An interventional radiologist should be involved in the care plan and preoperative prophylactic internal iliac balloon catheter placement should be considered. This will allow inflation of the occlusive balloons to reduce vascularity during surgery and therapeutic pelvic artery embolisation if massive obstetric hemorrhage occurs during surgery.
A midline incision should be considered, and the uterine incision should be preferably made in the uterine fundus to avoid incising the placenta. The fetus should be delivered through the uterine fundus and the umbilical cord clamped and ligated very close to the placental surface.
Oxytocics should be avoided if a decision is made to leave the entire placenta in situ because it may cause partial separation of the non-adherent placenta from the underlying myometrium, resulting is haemorrhage.

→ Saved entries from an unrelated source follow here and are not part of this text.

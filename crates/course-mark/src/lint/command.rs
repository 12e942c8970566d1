use anyhow::Context;
use serde::Serialize;
use shlex::Shlex;
use std::{
    io::Write,
    path::{Path, PathBuf},
    process::{Command, Stdio},
    thread,
};
use tracing::debug;

use super::{Finding, LintContext, Rule, Severity};
use crate::{
    config::{Config, ExternalRuleConfig},
    corpus::Corpus,
    error::Result,
};

/// What an external rule receives on stdin.
#[derive(Debug, Serialize)]
pub struct CommandRuleInput<'a> {
    /// The root directory of the content tree.
    pub root: &'a Path,
    /// The configuration of the content tree.
    pub config: &'a Config,
    /// The loaded corpus itself.
    pub corpus: &'a Corpus,
}

/// A rule implemented by an external program. The program receives a [`CommandRuleInput`] as JSON
/// on stdin and prints a JSON array of [`Finding`]s on stdout.
pub struct CommandRule {
    name: String,
    config: ExternalRuleConfig,
}

impl CommandRule {
    pub fn new(name: String, config: ExternalRuleConfig) -> Self {
        Self { name, config }
    }
}

impl CommandRule {
    fn build_command(&self, root: &Path) -> Result<Command> {
        let mut parts = Shlex::new(&self.config.command);
        let Some(bin) = parts.next() else {
            anyhow::bail!("Command of rule {} is empty", self.name);
        };

        let bin = PathBuf::from(bin);
        let bin = if bin.components().count() == 1 {
            // Search for the binary in PATH.
            bin
        } else {
            // Search for the binary relative to the content root.
            root.join(bin)
        };

        let mut command = Command::new(bin);
        command.args(parts).current_dir(root);

        Ok(command)
    }
}

impl Rule for CommandRule {
    fn name(&self) -> &str {
        &self.name
    }

    fn description(&self) -> &str {
        self.config
            .description
            .as_deref()
            .unwrap_or("external rule")
    }

    fn default_severity(&self) -> Severity {
        self.config.severity.unwrap_or(Severity::Error)
    }

    fn check(&self, ctx: &LintContext<'_>, corpus: &Corpus) -> Result<Vec<Finding>> {
        let input = CommandRuleInput {
            root: ctx.root,
            config: ctx.config,
            corpus,
        };
        let payload = serde_json::to_vec(&input)
            .with_context(|| format!("Failed to serialize input for rule {}", self.name))?;

        debug!(rule = %self.name, command = %self.config.command, "running external rule");

        let mut process = self
            .build_command(ctx.root)?
            .stdin(Stdio::piped())
            .stdout(Stdio::piped())
            .stderr(Stdio::inherit())
            .spawn()
            .with_context(|| format!("Failed to start rule {}", self.name))?;

        let mut stdin = process
            .stdin
            .take()
            .with_context(|| format!("Rule {} has no stdin", self.name))?;

        // Stdin is written while stdout is drained.
        let writer = thread::spawn(move || stdin.write_all(&payload));

        let output = process
            .wait_with_output()
            .with_context(|| format!("Failed to wait for rule {}", self.name))?;

        match writer.join() {
            Ok(Ok(())) => (),
            // Rules are free to ignore their input and exit early.
            Ok(Err(error)) if error.kind() == std::io::ErrorKind::BrokenPipe => (),
            Ok(Err(error)) => {
                return Err(error).with_context(|| format!("Failed to write to rule {}", self.name))
            }
            Err(_) => anyhow::bail!("Writer thread for rule {} panicked", self.name),
        }

        if !output.status.success() {
            anyhow::bail!("Rule {} failed ({}).", self.name, output.status);
        }

        serde_json::from_slice(&output.stdout)
            .with_context(|| format!("Rule {} printed invalid findings", self.name))
    }
}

Patient should be prescribed antibiotics for 10 days post-surgery and inflammatory parameters should be carefully monitored. Serum beta human chorionic gonadotropin (β-hCG) measurement should be performed on the day of the surgery and weekly for 2 weeks.
Methotrexate should be not be considered because it has not shown any beneficial effect, with significant side effects .
Conservative management should be complicated by delayed haemorrhage or infection postoperatively that may necessitate a hysterectomy .
Coagulopathy due to a release of thromboplastins may also occur. Hence coagulation profile should be monitored weekly.